Stored data entries:
=======

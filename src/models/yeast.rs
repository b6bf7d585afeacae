//! Yeast model

use serde::{Deserialize, Serialize};

/// A yeast strain
#[derive(Debug, Clone, Default, Serialize, Deserialize)]
pub struct Yeast {
    pub name: String,
    /// Lab product code (e.g. "WLP001")
    pub product_id: String,
    pub laboratory: String,
    /// Apparent attenuation percentage
    pub attenuation: f64,
    /// Low end of the fermentation range in Celsius
    pub min_temperature: f64,
    /// High end of the fermentation range in Celsius
    pub max_temperature: f64,
}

=======

ABOUT THIS TASK ::
All entries given above are to be printed again exactly.

WRITTEN REPLY ::
filename src/models/yeast.rs
repository b6bf7d585afeacae
//! Yeast model

use serde::{Deserialize, Serialize};

/// A yeast strain
#[derive(Debug, Clone, Default, Serialize, Deserialize)]
pub struct Yeast {
    pub name: String,
    /// Lab product code (e.g. "WLP001")
    pub product_id: String,
    pub laboratory: String,
    /// Apparent attenuation percentage
    pub attenuation: f64,
    /// Low end of the fermentation range in Celsius
    pub min_temperature: f64,
    /// High end of the fermentation range in Celsius
    pub max_temperature: f64,
}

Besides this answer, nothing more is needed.